А что в России надгробные памятники прыгают с места на место – заметил еще маркиз Астольф де Кюстин. Был поражен.
Если ничего этого не знать – симпатичный уголок. Знакомых – скажем, у меня – чуть ли не больше, чем в остальной подлунной. И что ни говорите – памятник, все равно как сургучная печать, удостоверяет: человек – существовал. Рухнул в бездну, а каменный поплавок своей тяжестью держит его на виду. Не всегда, значит, был только голосом из текста. И прошлое, значит, хоть отчасти реально.

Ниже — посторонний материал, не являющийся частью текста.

#![allow(dead_code)]

use std::sync::{Arc, Mutex};

use async_trait::async_trait;
use axum::body::Body;
use axum::http::{Method, Request, Response};
use axum::Router;
use http_body_util::BodyExt;
use sqlx::PgPool;
use tower::ServiceExt;

use warehub_api::auth::jwt::{generate_access_token, JwtConfig};
use warehub_api::auth::password::hash_password;
use warehub_api::config::ServerConfig;
use warehub_api::router::build_app_router;
use warehub_api::state::AppState;
use warehub_core::roles::{PrincipalKind, Role};
use warehub_core::types::DbId;
use warehub_db::models::employee::{CreateEmployee, Employee};
use warehub_db::repositories::{EmployeeRepo, RoleRepo};
use warehub_events::{EmailError, EventBus, Mailer};

pub const TEST_PASSWORD: &str = "Correct-Horse-42";

pub fn test_jwt() -> JwtConfig {
    JwtConfig {
        secret: "test-secret-not-for-production".to_string(),
        access_token_expiry_mins: 15,
        refresh_token_expiry_days: 7,
    }
}

/// Build a test `ServerConfig` with safe defaults and a throwaway media dir.
pub fn test_config() -> ServerConfig {
    let media_dir = tempfile::tempdir()
        .expect("tempdir should be created")
        .into_path();
    ServerConfig {
        host: "127.0.0.1".to_string(),
        port: 0,
        cors_origins: vec!["http://localhost:5173".to_string()],
        request_timeout_secs: 30,
        jwt: test_jwt(),
        media_dir,
        max_image_bytes: 1024 * 1024,
        otp_expiry_mins: 10,
        otp_max_attempts: 3,
        cleanup_interval_secs: 0,
    }
}

/// Mailer that keeps every message so tests can read verification codes.
#[derive(Default)]
pub struct CapturingMailer {
    pub sent: Mutex<Vec<(String, String)>>,
}

impl CapturingMailer {
    /// The six-digit code from the last message sent to `to`.
    pub fn last_code_for(&self, to: &str) -> Option<String> {
        let sent = self.sent.lock().unwrap();
        sent.iter().rev().find(|(addr, _)| addr == to).and_then(|(_, body)| {
            body.split(|c: char| !c.is_ascii_digit())
                .find(|w| w.len() == 6)
                .map(str::to_string)
        })
    }
}

#[async_trait]
impl Mailer for CapturingMailer {
    async fn send(&self, to: &str, _subject: &str, body: &str) -> Result<(), EmailError> {
        self.sent
            .lock()
            .unwrap()
            .push((to.to_string(), body.to_string()));
        Ok(())
    }
}

/// Build the full application router on `pool`, returning the mailer too.
pub fn build_test_app_with_mailer(pool: PgPool) -> (Router, Arc<CapturingMailer>) {
    let config = test_config();
    let mailer = Arc::new(CapturingMailer::default());
    let state = AppState {
        pool,
        config: Arc::new(config.clone()),
        event_bus: Arc::new(EventBus::default()),
        mailer: mailer.clone(),
    };
    (build_app_router(state, &config), mailer)
}

/// Build the full application router with all middleware layers.
pub fn build_test_app(pool: PgPool) -> Router {
    build_test_app_with_mailer(pool).0
}

/// Mint an access token directly, bypassing login.
pub fn token_for(kind: PrincipalKind, id: DbId, role: Role) -> String {
    generate_access_token(kind, id, role.as_str(), &test_jwt())
        .expect("token generation should succeed")
}

pub fn employee_token(id: DbId, role: Role) -> String {
    token_for(PrincipalKind::Employee, id, role)
}

/// Insert an employee with [`TEST_PASSWORD`] and the given role.
pub async fn create_employee(pool: &PgPool, login: &str, role: Role) -> Employee {
    let role_row = RoleRepo::find_by_name(pool, role.as_str())
        .await
        .expect("role lookup should succeed")
        .expect("role should be seeded");
    let input = CreateEmployee {
        login: login.to_string(),
        email: format!("{login}@test.local"),
        password_hash: hash_password(TEST_PASSWORD).expect("hashing should succeed"),
        full_name: format!("Test {login}"),
        phone: None,
        role_id: role_row.id,
    };
    EmployeeRepo::create(pool, &input)
        .await
        .expect("employee creation should succeed")
}

/// Insert an employee and return a token for them.
pub async fn employee_with_token(pool: &PgPool, login: &str, role: Role) -> (Employee, String) {
    let employee = create_employee(pool, login, role).await;
    let token = employee_token(employee.id, role);
    (employee, token)
}

// ---------------------------------------------------------------------------
// Request helpers
// ---------------------------------------------------------------------------

async fn send(
    app: Router,
    method: Method,
    uri: &str,
    token: Option<&str>,
    body: Option<serde_json::Value>,
) -> Response<Body> {
    let mut builder = Request::builder().method(method).uri(uri);
    if let Some(token) = token {
        builder = builder.header("authorization", format!("Bearer {token}"));
    }
    let request = match body {
        Some(json) => builder
            .header("content-type", "application/json")
            .body(Body::from(json.to_string()))
            .unwrap(),
        None => builder.body(Body::empty()).unwrap(),
    };
    app.oneshot(request).await.unwrap()
}

pub async fn get(app: Router, uri: &str) -> Response<Body> {
    send(app, Method::GET, uri, None, None).await
}

pub async fn get_auth(app: Router, uri: &str, token: &str) -> Response<Body> {
    send(app, Method::GET, uri, Some(token), None).await
}

pub async fn post_json(app: Router, uri: &str, body: serde_json::Value) -> Response<Body> {
    send(app, Method::POST, uri, None, Some(body)).await
}

pub async fn post_json_auth(
    app: Router,
    uri: &str,
    body: serde_json::Value,
    token: &str,
) -> Response<Body> {
    send(app, Method::POST, uri, Some(token), Some(body)).await
}

pub async fn post_auth(app: Router, uri: &str, token: &str) -> Response<Body> {
    send(app, Method::POST, uri, Some(token), None).await
}

pub async fn put_json_auth(
    app: Router,
    uri: &str,
    body: serde_json::Value,
    token: &str,
) -> Response<Body> {
    send(app, Method::PUT, uri, Some(token), Some(body)).await
}

pub async fn delete_auth(app: Router, uri: &str, token: &str) -> Response<Body> {
    send(app, Method::DELETE, uri, Some(token), None).await
}

/// POST a single-file multipart body.
pub async fn post_multipart_auth(
    app: Router,
    uri: &str,
    field: &str,
    bytes: &[u8],
    token: &str,
) -> Response<Body> {
    let boundary = "warehub-test-boundary";
    let mut body = format!(
        "--{boundary}\r\nContent-Disposition: form-data; name=\"{field}\"; filename=\"upload.bin\"\r\n\
         Content-Type: application/octet-stream\r\n\r\n"
    )
    .into_bytes();
    body.extend_from_slice(bytes);
    body.extend_from_slice(format!("\r\n--{boundary}--\r\n").as_bytes());

    let request = Request::builder()
        .method(Method::POST)
        .uri(uri)
        .header("authorization", format!("Bearer {token}"))
        .header(
            "content-type",
            format!("multipart/form-data; boundary={boundary}"),
        )
        .body(Body::from(body))
        .unwrap();
    app.oneshot(request).await.unwrap()
}

/// Collect a response body as raw bytes.
pub async fn body_bytes(response: Response<Body>) -> Vec<u8> {
    response
        .into_body()
        .collect()
        .await
        .expect("body should be readable")
        .to_bytes()
        .to_vec()
}

/// Collect a response body and parse it as JSON.
pub async fn body_json(response: Response<Body>) -> serde_json::Value {
    let bytes = response
        .into_body()
        .collect()
        .await
        .expect("body should be readable")
        .to_bytes();
    serde_json::from_slice(&bytes).expect("body should be JSON")
}

/// Register and verify a visitor through the API; returns its id and token.
pub async fn register_visitor(
    app: &Router,
    mailer: &CapturingMailer,
    email: &str,
    role: &str,
) -> (DbId, String) {
    let response = post_json(
        app.clone(),
        "/api/v1/visitor/auth/register",
        serde_json::json!({
            "email": email,
            "password": TEST_PASSWORD,
            "full_name": "Test Visitor",
            "role": role,
        }),
    )
    .await;
    assert_eq!(response.status(), axum::http::StatusCode::ACCEPTED);

    let code = mailer.last_code_for(email).expect("a code should be mailed");
    let response = post_json(
        app.clone(),
        "/api/v1/visitor/auth/verify",
        serde_json::json!({ "email": email, "code": code }),
    )
    .await;
    assert_eq!(response.status(), axum::http::StatusCode::CREATED);

    let json = body_json(response).await;
    let id = json["profile"]["id"].as_i64().expect("visitor id");
    let token = json["access_token"].as_str().expect("access token").to_string();
    (id, token)
}

/// The `data.id` of a created resource, asserting 201.
pub async fn created_id(response: Response<Body>) -> DbId {
    assert_eq!(response.status(), axum::http::StatusCode::CREATED);
    let json = body_json(response).await;
    json["data"]["id"].as_i64().expect("created resource id")
}

/// Create a product through the API with a manager token.
pub async fn create_product(
    app: &Router,
    manager_token: &str,
    article: &str,
    volume_m3: f64,
    price_cents: i64,
) -> DbId {
    let body = serde_json::json!({
        "article": article,
        "name": format!("Product {article}"),
        "weight_kg": 2.0,
        "volume_m3": volume_m3,
        "price_cents": price_cents,
    });
    created_id(post_json_auth(app.clone(), "/api/v1/products", body, manager_token).await).await
}

/// Create warehouse -> shelf -> zone with the given capacity; returns
/// `(warehouse_id, zone_id)`.
pub async fn create_zone(app: &Router, storekeeper_token: &str, capacity_m3: f64) -> (DbId, DbId) {
    let warehouse_id = created_id(
        post_json_auth(
            app.clone(),
            "/api/v1/warehouses",
            serde_json::json!({ "name": "Central", "address": "1 Dock Road" }),
            storekeeper_token,
        )
        .await,
    )
    .await;
    let shelf_id = created_id(
        post_json_auth(
            app.clone(),
            &format!("/api/v1/warehouses/{warehouse_id}/shelves"),
            serde_json::json!({ "code": "A" }),
            storekeeper_token,
        )
        .await,
    )
    .await;
    let zone_id = created_id(
        post_json_auth(
            app.clone(),
            &format!("/api/v1/shelves/{shelf_id}/zones"),
            serde_json::json!({ "code": "A-1", "capacity_m3": capacity_m3 }),
            storekeeper_token,
        )
        .await,
    )
    .await;
    (warehouse_id, zone_id)
}

/// A registered client visitor with a linked client profile; returns its
/// token.
pub async fn client_with_profile(app: &Router, mailer: &CapturingMailer, email: &str) -> String {
    let (_, token) = register_visitor(app, mailer, email, "client").await;
    let response = put_json_auth(
        app.clone(),
        "/api/v1/visitor/profile",
        serde_json::json!({
            "name": "Horns and Hooves LLC",
            "inn": "7707083893",
            "address": "5 Market St",
        }),
        &token,
    )
    .await;
    assert_eq!(response.status(), axum::http::StatusCode::OK);
    token
}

Вместе с тем в распределении пространства чувствуется как бы шизофрения. Личный состав рассчитался на первый-второй, а после команды «вольно!» сгрудился в кучки по интересам. Вот естествоиспытатели, вот народовольцы, отдельно – родственники тирана, поодаль – публицисты, на фланге – сатирики. Группы – тесные, а между ними – пустыри (не скажешь: поляны, или – лужайки): тут порезвилась советская власть – теперь наслаждаются бесконтрольным размножением сныть и лопухи. Ступить почему-то жутко.
Главные беллетристы обведены одиночеством. Издалека сверлят друг друга мрачными глазами. Изо всех сил стараются отвернуться.

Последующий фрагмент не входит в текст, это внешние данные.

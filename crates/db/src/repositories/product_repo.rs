//! Repositories for the catalog: `product_categories`, `products` and
//! `product_attributes`.

use sqlx::PgPool;
use warehub_core::types::DbId;

use crate::models::product::{
    AttributeInput, CreateProduct, CreateProductCategory, Product, ProductAttribute,
    ProductCategory, ProductFilter, UpdateProduct, UpdateProductCategory,
};

const CATEGORY_COLUMNS: &str = "id, name, description, created_at, updated_at";

const COLUMNS: &str = "id, article, name, description, category_id, unit, weight_kg, volume_m3, \
                       price_cents, image_path, is_active, created_at, updated_at";

/// Provides CRUD operations for product categories.
pub struct ProductCategoryRepo;

impl ProductCategoryRepo {
    pub async fn create(
        pool: &PgPool,
        input: &CreateProductCategory,
    ) -> Result<ProductCategory, sqlx::Error> {
        let query = format!(
            "INSERT INTO product_categories (name, description)
             VALUES ($1, $2)
             RETURNING {CATEGORY_COLUMNS}"
        );
        sqlx::query_as::<_, ProductCategory>(&query)
            .bind(&input.name)
            .bind(&input.description)
            .fetch_one(pool)
            .await
    }

    pub async fn find_by_id(
        pool: &PgPool,
        id: DbId,
    ) -> Result<Option<ProductCategory>, sqlx::Error> {
        let query = format!("SELECT {CATEGORY_COLUMNS} FROM product_categories WHERE id = $1");
        sqlx::query_as::<_, ProductCategory>(&query)
            .bind(id)
            .fetch_optional(pool)
            .await
    }

    pub async fn list(pool: &PgPool) -> Result<Vec<ProductCategory>, sqlx::Error> {
        let query = format!("SELECT {CATEGORY_COLUMNS} FROM product_categories ORDER BY name ASC");
        sqlx::query_as::<_, ProductCategory>(&query)
            .fetch_all(pool)
            .await
    }

    pub async fn update(
        pool: &PgPool,
        id: DbId,
        input: &UpdateProductCategory,
    ) -> Result<Option<ProductCategory>, sqlx::Error> {
        let query = format!(
            "UPDATE product_categories SET
                name = COALESCE($2, name),
                description = COALESCE($3, description)
             WHERE id = $1
             RETURNING {CATEGORY_COLUMNS}"
        );
        sqlx::query_as::<_, ProductCategory>(&query)
            .bind(id)
            .bind(&input.name)
            .bind(&input.description)
            .fetch_optional(pool)
            .await
    }

    /// Delete a category. Products in it keep existing with no category.
    pub async fn delete(pool: &PgPool, id: DbId) -> Result<bool, sqlx::Error> {
        let result = sqlx::query("DELETE FROM product_categories WHERE id = $1")
            .bind(id)
            .execute(pool)
            .await?;
        Ok(result.rows_affected() > 0)
    }
}

/// Provides CRUD operations for products and their attributes.
pub struct ProductRepo;

impl ProductRepo {
    /// Insert a product. `input.article` must already be normalised.
    pub async fn create(pool: &PgPool, input: &CreateProduct) -> Result<Product, sqlx::Error> {
        let query = format!(
            "INSERT INTO products
                (article, name, description, category_id, unit, weight_kg, volume_m3, price_cents)
             VALUES ($1, $2, $3, $4, COALESCE($5, 'pcs'), $6, $7, $8)
             RETURNING {COLUMNS}"
        );
        sqlx::query_as::<_, Product>(&query)
            .bind(&input.article)
            .bind(&input.name)
            .bind(&input.description)
            .bind(input.category_id)
            .bind(&input.unit)
            .bind(input.weight_kg)
            .bind(input.volume_m3)
            .bind(input.price_cents)
            .fetch_one(pool)
            .await
    }

    pub async fn find_by_id(pool: &PgPool, id: DbId) -> Result<Option<Product>, sqlx::Error> {
        let query = format!("SELECT {COLUMNS} FROM products WHERE id = $1");
        sqlx::query_as::<_, Product>(&query)
            .bind(id)
            .fetch_optional(pool)
            .await
    }

    /// Fetch several products at once, in no particular order.
    pub async fn find_many(pool: &PgPool, ids: &[DbId]) -> Result<Vec<Product>, sqlx::Error> {
        let query = format!("SELECT {COLUMNS} FROM products WHERE id = ANY($1)");
        sqlx::query_as::<_, Product>(&query)
            .bind(ids)
            .fetch_all(pool)
            .await
    }

    /// List products matching `filter`, ordered by name.
    pub async fn list(pool: &PgPool, filter: &ProductFilter) -> Result<Vec<Product>, sqlx::Error> {
        let query = format!(
            "SELECT {COLUMNS} FROM products
             WHERE ($1::BIGINT IS NULL OR category_id = $1)
               AND ($2::TEXT IS NULL OR name ILIKE '%' || $2 || '%' OR article ILIKE '%' || $2 || '%')
               AND (NOT $3 OR is_active)
             ORDER BY name ASC"
        );
        sqlx::query_as::<_, Product>(&query)
            .bind(filter.category_id)
            .bind(&filter.q)
            .bind(filter.active_only)
            .fetch_all(pool)
            .await
    }

    pub async fn update(
        pool: &PgPool,
        id: DbId,
        input: &UpdateProduct,
    ) -> Result<Option<Product>, sqlx::Error> {
        let query = format!(
            "UPDATE products SET
                article = COALESCE($2, article),
                name = COALESCE($3, name),
                description = COALESCE($4, description),
                category_id = COALESCE($5, category_id),
                unit = COALESCE($6, unit),
                weight_kg = COALESCE($7, weight_kg),
                volume_m3 = COALESCE($8, volume_m3),
                price_cents = COALESCE($9, price_cents),
                is_active = COALESCE($10, is_active)
             WHERE id = $1
             RETURNING {COLUMNS}"
        );
        sqlx::query_as::<_, Product>(&query)
            .bind(id)
            .bind(&input.article)
            .bind(&input.name)
            .bind(&input.description)
            .bind(input.category_id)
            .bind(&input.unit)
            .bind(input.weight_kg)
            .bind(input.volume_m3)
            .bind(input.price_cents)
            .bind(input.is_active)
            .fetch_optional(pool)
            .await
    }

    /// Record the stored image path. Returns the previous path so the caller
    /// can remove the old file.
    pub async fn set_image_path(
        pool: &PgPool,
        id: DbId,
        image_path: &str,
    ) -> Result<Option<Option<String>>, sqlx::Error> {
        sqlx::query_scalar(
            "UPDATE products p SET image_path = $2
             FROM (SELECT id, image_path FROM products WHERE id = $1 FOR UPDATE) old
             WHERE p.id = old.id
             RETURNING old.image_path",
        )
        .bind(id)
        .bind(image_path)
        .fetch_optional(pool)
        .await
    }

    pub async fn delete(pool: &PgPool, id: DbId) -> Result<bool, sqlx::Error> {
        let result = sqlx::query("DELETE FROM products WHERE id = $1")
            .bind(id)
            .execute(pool)
            .await?;
        Ok(result.rows_affected() > 0)
    }

    pub async fn list_attributes(
        pool: &PgPool,
        product_id: DbId,
    ) -> Result<Vec<ProductAttribute>, sqlx::Error> {
        sqlx::query_as::<_, ProductAttribute>(
            "SELECT id, product_id, name, value FROM product_attributes
             WHERE product_id = $1 ORDER BY name ASC",
        )
        .bind(product_id)
        .fetch_all(pool)
        .await
    }

    /// Replace the whole attribute set of a product in one transaction.
    pub async fn replace_attributes(
        pool: &PgPool,
        product_id: DbId,
        attributes: &[AttributeInput],
    ) -> Result<Vec<ProductAttribute>, sqlx::Error> {
        let mut tx = pool.begin().await?;

        sqlx::query("DELETE FROM product_attributes WHERE product_id = $1")
            .bind(product_id)
            .execute(&mut *tx)
            .await?;

        let mut saved = Vec::with_capacity(attributes.len());
        for attr in attributes {
            let row = sqlx::query_as::<_, ProductAttribute>(
                "INSERT INTO product_attributes (product_id, name, value)
                 VALUES ($1, $2, $3)
                 RETURNING id, product_id, name, value",
            )
            .bind(product_id)
            .bind(&attr.name)
            .bind(&attr.value)
            .fetch_one(&mut *tx)
            .await?;
            saved.push(row);
        }

        tx.commit().await?;
        saved.sort_by(|a, b| a.name.cmp(&b.name));
        Ok(saved)
    }
}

Есть еще только одно такое – тоже место лишения свободы, – где реальность реорганизована в учебных целях и не срослась: наш зоопарк. Мимо журавлей идешь к жирафу, боковым зрением замечая: а вон за той решеткой – тюлень!

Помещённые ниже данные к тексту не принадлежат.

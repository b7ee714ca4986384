//! Route definitions for `/write-off-acts`.

use axum::routing::{get, post};
use axum::Router;

use crate::handlers::write_off;
use crate::state::AppState;

/// Routes mounted at `/write-off-acts`.
///
/// ```text
/// GET    /                          -> list_acts (?status=)
/// POST   /                          -> create_act
/// GET    /{id}                      -> get_act
/// POST   /{id}/approve              -> approve_act
/// POST   /{id}/reject               -> reject_act
/// ```
pub fn router() -> Router<AppState> {
    Router::new()
        .route("/", get(write_off::list_acts).post(write_off::create_act))
        .route("/{id}", get(write_off::get_act))
        .route("/{id}/approve", post(write_off::approve_act))
        .route("/{id}/reject", post(write_off::reject_act))
}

Но здесь – душно, даром что пленер. Слишком много фальши. Разбой замаскирован под культуру, музей притворяется кладбищем, кладбище – музеем. Блат и Взятка бродят взад-вперед, как по закрытому распределителю, присматривая участки. В музеях, вообще-то, людей не закапывают. Зато свежие могилы несравненно шикарней – хорошо, Тургенев не видит. А Писареву плевать.
Вандалон
Место, прямо скажем, срамное. Язвенная прореха на театральном мундире. Как разлетится Хлестаков-Петербург на коленках по эрмитажному паркету: с пламенем в груди прошу руки вашей! – и валюты, о, валюты! если вы не увенчаете постоянную любовь мою, то я не достоин земного существования! – сразу расползается над мнимым сердцем бумажный цветной жилет, и, словно в телеужастике, прядает из дыры адское не то щупальце, не то жало. И отшатывается в ужасе губернаторская дочка. И глупый спонсор робко прячет тело жирное в утесах.